Teatro

“Il re di Girgenti”

zosimodi Gabriele Ottaviani

È il venti di giugno del milleseicentosettanta, poco dopo mezzogiorno, quando Filònia, nelle campagne non troppo lontane da Montelusa, sotto un sole cocente, partorisce da sola il suo bambino, un maschio, aiutata da una gallina, che le dà un uovo da bere per riprendere le forze, una capra girgentana marrone dalle corna da liocorno, il manto bellissimo e i seni grondanti latte, che la disseta, e un cane. Quel bambino si chiamerà Michele Zosimo, figlio di contadino, o meglio di viddrano, inizierà a parlare e a fare cose “da grande” molto prima di tutti gli altri, e avrà una storia tragica e bellissima, una storia in cui la miseria e il dolore della vita si mescolano alla speranza, al sogno di un cambiamento e allo spago sottile di un aquilone, che sa volare ma sa anche star fermo, come per accompagnare il suo creatore nell’ultimo viaggio. Il re di Girgenti, pubblicato da Sellerio, è uno splendido romanzo di Andrea Camilleri, uno di quelli, per così dire, che appartengono al filone “storico” della sua produzione, più nota, con ogni probabilità, per le imperdibili avventure, nate dalla sua felicissima penna, del commissario della polizia di Vigàta Salvo Montalbano: Massimo Schuster e Fabio Monti ne traggono uno spettacolo, che è andato in scena, e speriamo ci ritorni, perché cinque giorni sono troppo pochi, al Teatro Due di Roma, e che è veramente interessante, per come è allestito e costruito, perché è ben interpretato, perché musica e parole si amalgamano in una continuità armoniosa, perché è divertente, irriverente, poetico, fiabesco e intelligente.
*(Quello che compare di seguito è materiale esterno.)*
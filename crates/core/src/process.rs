// SPDX-License-Identifier: BUSL-1.1
// Copyright (c) 2026 Alfred Jean LLC

//! The unit of work an [`crate::AsyncProcessor`] applies to each payload
//!
//! Processing functions are future-returning. Synchronous work goes through
//! [`blocking`], which runs every call on tokio's blocking pool so it never
//! stalls the scheduler.

use std::future::Future;
use std::pin::Pin;
use std::sync::Arc;

/// Error type produced by processing functions
pub type BoxError = Box<dyn std::error::Error + Send + Sync>;

/// Owned, sendable future
pub type BoxFuture<T> = Pin<Box<dyn Future<Output = T> + Send + 'static>>;

/// Turns one payload into a result
///
/// Implemented for every `Fn(T) -> impl Future<Output = Result<R, E>>`
/// closure. The returned future must own its data; it runs in its own task
/// so a timed-out attempt can be abandoned.
pub trait ProcessFn<T, R>: Send + Sync {
    fn process(&self, item: T) -> BoxFuture<Result<R, BoxError>>;
}

impl<T, R, F, Fut, E> ProcessFn<T, R> for F
where
    F: Fn(T) -> Fut + Send + Sync + 'static,
    T: 'static,
    Fut: Future<Output = Result<R, E>> + Send + 'static,
    E: Into<BoxError> + 'static,
    R: 'static,
{
    fn process(&self, item: T) -> BoxFuture<Result<R, BoxError>> {
        let fut = self(item);
        Box::pin(async move { fut.await.map_err(Into::<BoxError>::into) })
    }
}

/// Adapt a synchronous function so each call runs on the blocking pool
///
/// A timed-out call stops being awaited but its thread runs to completion.
pub fn blocking<T, R, E, F>(f: F) -> impl ProcessFn<T, R>
where
    F: Fn(T) -> Result<R, E> + Send + Sync + 'static,
    T: Send + 'static,
    R: Send + 'static,
    E: Into<BoxError> + Send + 'static,
{
    let f = Arc::new(f);
    move |item: T| {
        let f = Arc::clone(&f);
        async move {
            match tokio::task::spawn_blocking(move || f(item)).await {
                Ok(outcome) => outcome.map_err(Into::<BoxError>::into),
                Err(join) => Err(BoxError::from(join)),
            }
        }
    }
}
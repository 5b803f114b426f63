// SPDX-License-Identifier: BUSL-1.1
// Copyright (c) 2026 Alfred Jean LLC

//! Job status, progress snapshots and per-item results

use crate::queue::{Metadata, QueueStatistics};
use chrono::{DateTime, Utc};
use serde::Serialize;
use std::time::Duration;

/// Message recorded for items a run never reached
pub const NOT_COMPLETED: &str = "Processing not completed";

/// State of a processing job as a whole
#[derive(Debug, Clone, Copy, PartialEq, Eq, Hash, Serialize)]
#[serde(rename_all = "lowercase")]
pub enum ProcessingStatus {
    Idle,
    Starting,
    Processing,
    Paused,
    Completed,
    Failed,
    Canceled,
}

impl ProcessingStatus {
    /// Completed, failed or canceled
    pub fn is_finished(self) -> bool {
        matches!(
            self,
            ProcessingStatus::Completed | ProcessingStatus::Failed | ProcessingStatus::Canceled
        )
    }
}

impl std::fmt::Display for ProcessingStatus {
    fn fmt(&self, f: &mut std::fmt::Formatter<'_>) -> std::fmt::Result {
        let name = match self {
            ProcessingStatus::Idle => "idle",
            ProcessingStatus::Starting => "starting",
            ProcessingStatus::Processing => "processing",
            ProcessingStatus::Paused => "paused",
            ProcessingStatus::Completed => "completed",
            ProcessingStatus::Failed => "failed",
            ProcessingStatus::Canceled => "canceled",
        };
        f.write_str(name)
    }
}

/// Point-in-time view of a run, rebuilt after every batch
#[derive(Debug, Clone, PartialEq, Serialize)]
pub struct ProcessingProgress {
    pub total_items: usize,
    /// Completed plus failed
    pub processed_items: usize,
    pub pending_items: usize,
    pub failed_items: usize,
    pub success_rate: f64,
    #[serde(with = "humantime_serde")]
    pub estimated_time_remaining: Option<Duration>,
    #[serde(with = "humantime_serde")]
    pub avg_processing_time: Option<Duration>,
    pub start_time: Option<DateTime<Utc>>,
    pub last_update_time: DateTime<Utc>,
}

impl ProcessingProgress {
    /// Nothing submitted yet, as of `now`
    pub fn idle(now: DateTime<Utc>) -> Self {
        Self {
            start_time: None,
            ..Self::starting(0, now)
        }
    }

    /// Everything submitted at `now`, nothing processed
    pub fn starting(total_items: usize, now: DateTime<Utc>) -> Self {
        Self {
            total_items,
            processed_items: 0,
            pending_items: total_items,
            failed_items: 0,
            success_rate: 1.0,
            estimated_time_remaining: None,
            avg_processing_time: None,
            start_time: Some(now),
            last_update_time: now,
        }
    }

    /// Derive progress from live queue counters and recorded durations
    ///
    /// The success rate divides by at least one, so it reads 0.0 until
    /// something has been processed. The estimate is the mean duration times
    /// the pending count, absent without timing data or pending work.
    pub fn from_statistics(
        stats: &QueueStatistics,
        durations: &[Duration],
        start_time: Option<DateTime<Utc>>,
        now: DateTime<Utc>,
    ) -> Self {
        let processed = stats.completed_items + stats.failed_items;
        let success_rate = stats.completed_items as f64 / processed.max(1) as f64;

        let avg_processing_time = u32::try_from(durations.len())
            .ok()
            .filter(|count| *count > 0)
            .map(|count| durations.iter().sum::<Duration>() / count);

        let estimated_time_remaining = avg_processing_time
            .filter(|avg| !avg.is_zero() && stats.pending_items > 0)
            .and_then(|avg| avg.checked_mul(u32::try_from(stats.pending_items).ok()?));

        Self {
            total_items: stats.total_items,
            processed_items: processed,
            pending_items: stats.pending_items,
            failed_items: stats.failed_items,
            success_rate,
            estimated_time_remaining,
            avg_processing_time,
            start_time,
            last_update_time: now,
        }
    }
}

/// Outcome of processing one item, after any retries
///
/// `success == false` implies `error` is set and `result` is `None`.
#[derive(Debug, Clone)]
pub struct ProcessingResult<T, R> {
    pub item: T,
    pub result: Option<R>,
    pub success: bool,
    pub error: Option<String>,
    pub processing_time: Duration,
    pub item_id: String,
    pub attempts: u32,
    pub timestamp: DateTime<Utc>,
    pub metadata: Metadata,
}

impl<T, R> ProcessingResult<T, R> {
    pub fn succeeded(
        item_id: impl Into<String>,
        item: T,
        result: R,
        processing_time: Duration,
        attempts: u32,
    ) -> Self {
        Self {
            item,
            result: Some(result),
            success: true,
            error: None,
            processing_time,
            item_id: item_id.into(),
            attempts,
            timestamp: Utc::now(),
            metadata: Metadata::new(),
        }
    }

    pub fn failed(
        item_id: impl Into<String>,
        item: T,
        error: impl Into<String>,
        processing_time: Duration,
        attempts: u32,
    ) -> Self {
        Self {
            item,
            result: None,
            success: false,
            error: Some(error.into()),
            processing_time,
            item_id: item_id.into(),
            attempts,
            timestamp: Utc::now(),
            metadata: Metadata::new(),
        }
    }

    /// Placeholder for an item a run never reached
    pub fn not_completed(item_id: impl Into<String>, item: T) -> Self {
        Self::failed(item_id, item, NOT_COMPLETED, Duration::ZERO, 0)
    }

    pub fn with_metadata(mut self, metadata: Metadata) -> Self {
        self.metadata = metadata;
        self
    }

    pub fn with_timestamp(mut self, timestamp: DateTime<Utc>) -> Self {
        self.timestamp = timestamp;
        self
    }

    /// The value on success, the error message otherwise
    pub fn outcome(&self) -> Result<&R, &str> {
        match (&self.result, &self.error) {
            (Some(result), _) if self.success => Ok(result),
            (_, Some(error)) => Err(error.as_str()),
            _ => Err(NOT_COMPLETED),
        }
    }
}

#[cfg(test)]
#[path = "progress_tests.rs"]
mod tests;
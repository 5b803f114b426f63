// SPDX-License-Identifier: BUSL-1.1
// Copyright (c) 2026 Alfred Jean LLC

//! Item id generation
//!
//! Every item inserted into a queue receives an opaque id from an [`IdGen`].
//! Ids are never handed out twice by the same generator.

use std::sync::atomic::{AtomicU64, Ordering};
use std::sync::Arc;

/// Produces unique item ids
pub trait IdGen: Clone + Send + Sync {
    fn next(&self) -> String;
}

/// Random v4 UUIDs
#[derive(Clone, Copy, Debug, Default)]
pub struct UuidIdGen;

impl IdGen for UuidIdGen {
    fn next(&self) -> String {
        uuid::Uuid::new_v4().to_string()
    }
}

/// `prefix-1`, `prefix-2`, ... shared between clones
#[derive(Clone, Debug)]
pub struct SequentialIdGen {
    prefix: String,
    counter: Arc<AtomicU64>,
}

impl SequentialIdGen {
    pub fn new(prefix: impl Into<String>) -> Self {
        Self {
            prefix: prefix.into(),
            counter: Arc::new(AtomicU64::new(0)),
        }
    }
}

impl Default for SequentialIdGen {
    fn default() -> Self {
        Self::new("item")
    }
}

impl IdGen for SequentialIdGen {
    fn next(&self) -> String {
        let n = self.counter.fetch_add(1, Ordering::Relaxed) + 1;
        format!("{}-{}", self.prefix, n)
    }
}

#[cfg(test)]
#[path = "id_tests.rs"]
mod tests;
// SPDX-License-Identifier: BUSL-1.1
// Copyright (c) 2026 Alfred Jean LLC

//! Typed claim capability and claim scoring

use serde::{Deserialize, Serialize};
use std::fmt;

/// Domains whose claims are boosted ahead of equally check-worthy ones
const BOOSTED_DOMAINS: [&str; 2] = ["health", "science"];

/// Multiplier applied to the priority of boosted claims
const DOMAIN_BOOST: f64 = 0.8;

/// What the claim queue needs to know about a payload
pub trait ClaimLike {
    /// Text used for duplicate detection and similarity
    fn text(&self) -> &str;

    /// Higher values are more worth checking
    fn check_worthiness(&self) -> f64;

    fn domain(&self) -> Option<&str> {
        None
    }
}

/// A claim extracted from text
#[derive(Debug, Clone, PartialEq, Serialize, Deserialize)]
pub struct Claim {
    pub text: String,
    pub check_worthiness: f64,
    #[serde(default, skip_serializing_if = "Option::is_none")]
    pub domain: Option<String>,
}

impl Claim {
    pub fn new(text: impl Into<String>, check_worthiness: f64) -> Self {
        Self {
            text: text.into(),
            check_worthiness,
            domain: None,
        }
    }

    pub fn with_domain(mut self, domain: impl Into<String>) -> Self {
        self.domain = Some(domain.into());
        self
    }
}

impl ClaimLike for Claim {
    fn text(&self) -> &str {
        &self.text
    }

    fn check_worthiness(&self) -> f64 {
        self.check_worthiness
    }

    fn domain(&self) -> Option<&str> {
        self.domain.as_deref()
    }
}

impl fmt::Display for Claim {
    fn fmt(&self, f: &mut fmt::Formatter<'_>) -> fmt::Result {
        f.write_str(&self.text)
    }
}

/// Queue priority of a claim: `1 - check_worthiness`, scaled by 0.8 for
/// health and science claims. Lower is dequeued first.
pub fn claim_priority<T: ClaimLike + ?Sized>(claim: &T) -> f64 {
    let priority = 1.0 - claim.check_worthiness();
    let boosted = claim.domain().is_some_and(|domain| {
        BOOSTED_DOMAINS
            .iter()
            .any(|boosted| domain.eq_ignore_ascii_case(boosted))
    });
    if boosted {
        priority * DOMAIN_BOOST
    } else {
        priority
    }
}

#[cfg(test)]
#[path = "claim_tests.rs"]
mod tests;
I pupi poi, le venti marionette cui danno voce – a ognuna la sua – i due attori, sono un ricordo del teatro di narrazione che avveniva nelle piazze tanti secoli fa, e al tempo stesso una reminiscenza di quello sguardo disincantato e bambino (che i francesi, e questo spettacolo è una produzione italo-transalpina, amano tanto) che è ancora capace di osservare il mondo per davvero.